** Task to complete **
The whole listing below must be repeated exactly.

** Exercise data **

mod common;
pub use self::common::{format_date, with_path, Query};
mod page;
pub use self::page::PageQuery;

mod download;
pub use self::download::{DirectoryQuery, DownloadQuery};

** Output **
mod common;
pub use self::common::{format_date, with_path, Query};
mod page;
pub use self::page::PageQuery;

mod download;
pub use self::download::{DirectoryQuery, DownloadQuery};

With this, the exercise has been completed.